■ DATA SECTION
++++++

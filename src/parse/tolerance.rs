//! Secondary tolerance extraction.
//!
//! Runs only when the primary rule did not already capture a tolerance, and
//! independently of which type the primary rule chose. Forms are tried in
//! order; all results use the canonical `+a/-b`, `±a` or fit-code spelling.

use once_cell::sync::Lazy;
use regex::Regex;

use super::rules::NUM;
use crate::ir::DimensionType;

fn compile(name: &str, pattern: &str) -> Regex {
    Regex::new(&pattern.replace("NUM", NUM))
        .unwrap_or_else(|e| panic!("Invalid tolerance regex {name}: {e}"))
}

/// `25-0.1+0.2` → `+0.2/-0.1`
static LOWER_THEN_UPPER: Lazy<Regex> =
    Lazy::new(|| compile("lower_then_upper", r"NUM-(NUM)\+(NUM)"));

/// `25+0.1/0` → `+0.1/0`
static UPPER_OVER_ZERO: Lazy<Regex> =
    Lazy::new(|| compile("upper_over_zero", r"\d\+(NUM)/0(?:[.,]0+)?$"));

/// `250/-0.1` → `0/-0.1`
static ZERO_OVER_LOWER: Lazy<Regex> =
    Lazy::new(|| compile("zero_over_lower", r"^[^+]*0/-(NUM)$"));

/// `+0.1/-0.2` (the slash is optional)
static UPPER_LOWER: Lazy<Regex> = Lazy::new(|| compile("upper_lower", r"\+(NUM)/?-(NUM)"));

/// `±0.05`
static SYMMETRIC: Lazy<Regex> = Lazy::new(|| compile("symmetric", r"±(NUM)"));

/// `25H7`, `40h6`, `12js9`. `x`/`X` is left out so `2x45` is not read as a fit.
static FIT_CODE: Lazy<Regex> = Lazy::new(|| {
    compile(
        "fit_code",
        r"\d((?:JS|js|[A-HJKMNPR-WYZa-hjkmnpr-wyz])\d{1,2})$",
    )
});

/// Extracts a tolerance from a compacted token.
///
/// The fit-code form is skipped for types that never carry ISO fits.
pub fn extract_tolerance(token: &str, dimension_type: DimensionType) -> Option<String> {
    if let Some(c) = LOWER_THEN_UPPER.captures(token) {
        return Some(format!("+{}/-{}", &c[2], &c[1]));
    }
    if let Some(c) = UPPER_OVER_ZERO.captures(token) {
        return Some(format!("+{}/0", &c[1]));
    }
    if let Some(c) = ZERO_OVER_LOWER.captures(token) {
        return Some(format!("0/-{}", &c[1]));
    }
    if let Some(c) = UPPER_LOWER.captures(token) {
        return Some(format!("+{}/-{}", &c[1], &c[2]));
    }
    if let Some(c) = SYMMETRIC.captures(token) {
        return Some(format!("±{}", &c[1]));
    }
    if !dimension_type.excludes_fit_tolerance() {
        if let Some(c) = FIT_CODE.captures(token) {
            return Some(c[1].to_string());
        }
    }
    None
}

#[cfg(test)]
mod tests {
    use super::*;

    #[test]
    fn lower_then_upper_is_reordered() {
        assert_eq!(
            extract_tolerance("25-0.1+0.2", DimensionType::Length).as_deref(),
            Some("+0.2/-0.1")
        );
    }

    #[test]
    fn one_sided_forms() {
        assert_eq!(
            extract_tolerance("25+0.1/0", DimensionType::Length).as_deref(),
            Some("+0.1/0")
        );
        assert_eq!(
            extract_tolerance("250/-0.1", DimensionType::Length).as_deref(),
            Some("0/-0.1")
        );
    }

    #[test]
    fn plus_minus_forms() {
        assert_eq!(
            extract_tolerance("40+0.05/-0.02", DimensionType::Length).as_deref(),
            Some("+0.05/-0.02")
        );
        assert_eq!(
            extract_tolerance("+0.10/-0.2", DimensionType::Unknown).as_deref(),
            Some("+0.10/-0.2")
        );
        assert_eq!(
            extract_tolerance("120±0.5", DimensionType::Length).as_deref(),
            Some("±0.5")
        );
    }

    #[test]
    fn fit_code_is_suppressed_for_non_fit_types() {
        assert_eq!(
            extract_tolerance("25H7", DimensionType::Length).as_deref(),
            Some("H7")
        );
        assert_eq!(extract_tolerance("R5H7", DimensionType::Radius), None);
        assert_eq!(extract_tolerance("M8-6H", DimensionType::Thread), None);
    }

    #[test]
    fn multiplier_is_not_a_fit() {
        assert_eq!(extract_tolerance("2x45", DimensionType::Length), None);
    }
}
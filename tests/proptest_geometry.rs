use dimfuse::ir::BoundingBox;
use proptest::prelude::*;

mod proptest_helpers;

proptest! {
    #![proptest_config(proptest_helpers::proptest_config())]

    #[test]
    fn iou_with_itself_is_one(bbox in proptest_helpers::arb_bbox()) {
        prop_assert!((bbox.iou(&bbox) - 1.0).abs() < 1e-12);
    }

    #[test]
    fn iou_is_symmetric_and_bounded(
        a in proptest_helpers::arb_bbox(),
        b in proptest_helpers::arb_bbox(),
    ) {
        let ab = a.iou(&b);
        prop_assert_eq!(ab, b.iou(&a));
        prop_assert!((0.0..=1.0).contains(&ab));
    }

    #[test]
    fn iou_of_disjoint_boxes_is_zero(
        a in proptest_helpers::arb_bbox(),
        gap in 0.0f64..500.0,
    ) {
        let shifted = a.translated(a.width() + gap, 0.0);
        prop_assert_eq!(a.iou(&shifted), 0.0);
    }

    #[test]
    fn translation_preserves_size_and_leaves_original(
        a in proptest_helpers::arb_bbox(),
        dx in -100.0f64..100.0,
        dy in -100.0f64..100.0,
    ) {
        let copy = a;
        let moved = a.translated(dx, dy);
        prop_assert!((moved.width() - a.width()).abs() < 1e-9);
        prop_assert!((moved.height() - a.height()).abs() < 1e-9);
        prop_assert_eq!(a, copy);
    }

    #[test]
    fn degenerate_boxes_never_overlap(x in 0.0f64..100.0, y in 0.0f64..100.0) {
        let point = BoundingBox::new(x, y, x, y);
        prop_assert_eq!(point.iou(&point), 0.0);
    }
}
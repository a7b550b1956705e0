//! The three linking strategies, strongest first.
//!
//! Each tier returns `None` when it cannot commit to a target, letting the
//! caller fall through to the next one.

use super::{DimensionLineTier, ExtensionLineTier, ProximityTier};
use crate::ir::{BoundingBox, GeometryLine, LinkMethod, Orientation, Point, SymbolNode};

/// A successful tier outcome.
#[derive(Clone, Debug, PartialEq)]
pub(crate) struct TierHit<'a> {
    pub symbol: &'a SymbolNode,
    pub method: LinkMethod,
    pub confidence: f64,
    pub direction: Option<Orientation>,
    pub notes: String,
}

/// Text orientation of a dimension: horizontal when wider than tall.
pub(crate) fn text_orientation(bbox: &BoundingBox) -> Orientation {
    if bbox.is_horizontal() {
        Orientation::Horizontal
    } else {
        Orientation::Vertical
    }
}

/// Offset of a line from `center`, measured across the line's axis.
fn cross_axis_offset(line: &GeometryLine, center: Point, axis: Orientation) -> f64 {
    let mid = line.midpoint();
    match axis {
        Orientation::Horizontal => (mid.y - center.y).abs(),
        Orientation::Vertical => (mid.x - center.x).abs(),
    }
}

/// Tier 1: trace the dimension line running alongside the text, then find
/// the symbol lined up with it.
pub(crate) fn dimension_line<'a>(
    bbox: &BoundingBox,
    symbols: &'a [SymbolNode],
    lines: &[GeometryLine],
    cfg: &DimensionLineTier,
) -> Option<TierHit<'a>> {
    let center = bbox.center();
    let orientation = text_orientation(bbox);

    let mut best: Option<(&GeometryLine, f64, f64)> = None;
    for line in lines {
        if line.distance_to_point(center) > cfg.search_radius {
            continue;
        }
        let length = line.length();
        if length < cfg.min_line_length {
            continue;
        }
        if line.orientation(cfg.angle_tolerance_deg) != Some(orientation) {
            continue;
        }
        let offset = cross_axis_offset(line, center, orientation);
        if offset > cfg.line_offset_tolerance {
            continue;
        }
        let score = length / (offset + 1.0);
        if best.map_or(true, |(_, best_score, _)| score > best_score) {
            best = Some((line, score, offset));
        }
    }

    let (line, _, offset) = best?;
    let direction = line.dominant_axis();

    // A horizontal dimension line measures along x, so the feature sits on
    // the same vertical band as the text.
    let symbol = symbols
        .iter()
        .filter_map(|s| {
            let sc = s.bbox.center();
            let misalignment = match direction {
                Orientation::Horizontal => (sc.x - center.x).abs(),
                Orientation::Vertical => (sc.y - center.y).abs(),
            };
            let distance = sc.distance(center);
            (misalignment <= cfg.symbol_alignment_tolerance
                && distance <= cfg.symbol_search_radius)
                .then_some((s, distance))
        })
        .min_by(|a, b| a.1.total_cmp(&b.1))
        .map(|(s, _)| s)?;

    Some(TierHit {
        symbol,
        method: LinkMethod::DimensionLine,
        confidence: cfg.confidence,
        direction: Some(direction),
        notes: format!(
            "dimension line {} ({:.1} px long, offset {:.1} px)",
            line.id,
            line.length(),
            offset
        ),
    })
}

/// Tier 2: follow extension lines perpendicular to the text towards a
/// symbol sitting at one of their endpoints.
pub(crate) fn extension_line<'a>(
    bbox: &BoundingBox,
    symbols: &'a [SymbolNode],
    lines: &[GeometryLine],
    cfg: &ExtensionLineTier,
) -> Option<TierHit<'a>> {
    if symbols.is_empty() {
        return None;
    }
    let center = bbox.center();
    let wanted = text_orientation(bbox).perpendicular();

    let mut candidates: Vec<(&GeometryLine, f64)> = lines
        .iter()
        .filter(|line| line.orientation(cfg.angle_tolerance_deg) == Some(wanted))
        .map(|line| (line, line.distance_to_point(center)))
        .filter(|(_, distance)| *distance <= cfg.search_radius)
        .collect();
    candidates.sort_by(|a, b| a.1.total_cmp(&b.1));

    for (line, _) in candidates {
        for endpoint in line.endpoints() {
            for symbol in symbols {
                let gap = symbol.bbox.expanded(cfg.symbol_margin).distance_to_point(endpoint);
                if gap <= cfg.endpoint_distance {
                    return Some(TierHit {
                        symbol,
                        method: LinkMethod::ExtensionLine,
                        confidence: cfg.confidence,
                        direction: Some(wanted),
                        notes: format!(
                            "extension line {} ends {:.1} px from symbol",
                            line.id, gap
                        ),
                    });
                }
            }
        }
    }
    None
}

/// Tier 3: the nearest symbol by center distance, with confidence decaying
/// linearly in distance down to the floor.
pub(crate) fn proximity<'a>(
    bbox: &BoundingBox,
    symbols: &'a [SymbolNode],
    cfg: &ProximityTier,
) -> Result<TierHit<'a>, String> {
    let center = bbox.center();
    let (symbol, distance) = symbols
        .iter()
        .map(|s| (s, s.bbox.center().distance(center)))
        .min_by(|a, b| a.1.total_cmp(&b.1))
        .ok_or_else(|| "no symbols on drawing".to_string())?;

    if distance > cfg.max_distance {
        return Err(format!(
            "nearest symbol {} is {:.1} px away (limit {:.1})",
            symbol.id, distance, cfg.max_distance
        ));
    }

    Ok(TierHit {
        symbol,
        method: LinkMethod::Proximity,
        confidence: cfg.confidence_at(distance),
        direction: None,
        notes: format!("nearest symbol at {:.1} px", distance),
    })
}

#[cfg(test)]
mod tests {
    use super::*;

    fn symbol(id: &str, cx: f64, cy: f64) -> SymbolNode {
        SymbolNode::new(
            id,
            "hole",
            BoundingBox::new(cx - 10.0, cy - 10.0, cx + 10.0, cy + 10.0),
        )
    }

    fn hline(id: &str, x1: f64, x2: f64, y: f64) -> GeometryLine {
        GeometryLine::new(id, Point::new(x1, y), Point::new(x2, y))
    }

    #[test]
    fn dimension_line_prefers_long_close_lines() {
        let text = BoundingBox::new(90.0, 90.0, 130.0, 110.0);
        let lines = vec![
            hline("short", 80.0, 110.0, 95.0),
            hline("long", 20.0, 200.0, 88.0),
            hline("far", 20.0, 200.0, 160.0),
        ];
        let symbols = vec![symbol("s1", 110.0, 250.0)];
        let hit = dimension_line(&text, &symbols, &lines, &DimensionLineTier::default())
            .expect("tier 1 hit");
        assert!(hit.notes.contains("long"));
        assert_eq!(hit.direction, Some(Orientation::Horizontal));
    }

    #[test]
    fn dimension_line_ignores_misaligned_symbols() {
        let text = BoundingBox::new(90.0, 90.0, 130.0, 110.0);
        let lines = vec![hline("l1", 20.0, 200.0, 85.0)];
        let symbols = vec![symbol("s1", 400.0, 100.0)];
        assert!(dimension_line(&text, &symbols, &lines, &DimensionLineTier::default()).is_none());
    }

    #[test]
    fn extension_line_endpoint_touches_symbol() {
        let text = BoundingBox::new(90.0, 90.0, 130.0, 110.0);
        let lines = vec![GeometryLine::new(
            "ext",
            Point::new(150.0, 100.0),
            Point::new(150.0, 190.0),
        )];
        let symbols = vec![symbol("s1", 150.0, 205.0)];
        let hit = extension_line(&text, &symbols, &lines, &ExtensionLineTier::default())
            .expect("tier 2 hit");
        assert_eq!(hit.symbol.id.as_str(), "s1");
        assert_eq!(hit.method, LinkMethod::ExtensionLine);
        assert_eq!(hit.confidence, 0.85);
    }

    fn vline(id: &str, x: f64, y1: f64, y2: f64) -> GeometryLine {
        GeometryLine::new(id, Point::new(x, y1), Point::new(x, y2))
    }

    #[test]
    fn vertical_dimension_follows_vertical_line() {
        // Taller than wide, centered at (100, 110).
        let text = BoundingBox::new(90.0, 90.0, 110.0, 130.0);
        let lines = vec![
            hline("across", 20.0, 200.0, 112.0),
            vline("v1", 95.0, 20.0, 200.0),
        ];
        let symbols = vec![symbol("below", 100.0, 300.0), symbol("side", 250.0, 112.0)];
        let hit = dimension_line(&text, &symbols, &lines, &DimensionLineTier::default())
            .expect("tier 1 hit");
        assert_eq!(hit.symbol.id.as_str(), "side");
        assert_eq!(hit.direction, Some(Orientation::Vertical));
        assert!(hit.notes.contains("v1"));
        assert_eq!(hit.confidence, 0.95);
    }

    #[test]
    fn vertical_dimension_rejects_line_off_axis() {
        let text = BoundingBox::new(90.0, 90.0, 110.0, 130.0);
        // Vertical, but 60 px to the side of the text center.
        let lines = vec![vline("v_far", 160.0, 20.0, 200.0)];
        let symbols = vec![symbol("side", 250.0, 112.0)];
        assert!(dimension_line(&text, &symbols, &lines, &DimensionLineTier::default()).is_none());
    }

    #[test]
    fn vertical_dimension_uses_horizontal_extension_lines() {
        let text = BoundingBox::new(90.0, 90.0, 110.0, 130.0);
        let lines = vec![
            // Closer, but parallel to the text, so not an extension line.
            vline("parallel", 100.0, 140.0, 200.0),
            hline("ext", 110.0, 200.0, 110.0),
        ];
        let symbols = vec![symbol("under", 100.0, 215.0), symbol("right", 215.0, 110.0)];
        let hit = extension_line(&text, &symbols, &lines, &ExtensionLineTier::default())
            .expect("tier 2 hit");
        assert_eq!(hit.symbol.id.as_str(), "right");
        assert_eq!(hit.direction, Some(Orientation::Horizontal));
        assert!(hit.notes.contains("ext"));
    }

    #[test]
    fn proximity_confidence_decays_with_distance() {
        let text = BoundingBox::new(0.0, 0.0, 20.0, 10.0);
        let cfg = ProximityTier::default();
        let near = [symbol("s1", 10.0, 5.0)];
        let hit = proximity(&text, &near, &cfg).expect("near symbol");
        assert!((hit.confidence - 0.60).abs() < 1e-9);

        let mid = [symbol("s1", 160.0, 5.0)];
        let hit = proximity(&text, &mid, &cfg).expect("mid symbol");
        assert!((hit.confidence - 0.45).abs() < 1e-9);

        let far = [symbol("s1", 410.0, 5.0)];
        assert!(proximity(&text, &far, &cfg).is_err());
        assert!(proximity(&text, &[], &cfg).is_err());
    }
}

++++++

■ REQUIRED ACTION
Copy out, from the records above, every line that holds the string "misalignment".

■ EXERCISE OUTPUT
            let misalignment = match direction {
            (misalignment <= cfg.symbol_alignment_tolerance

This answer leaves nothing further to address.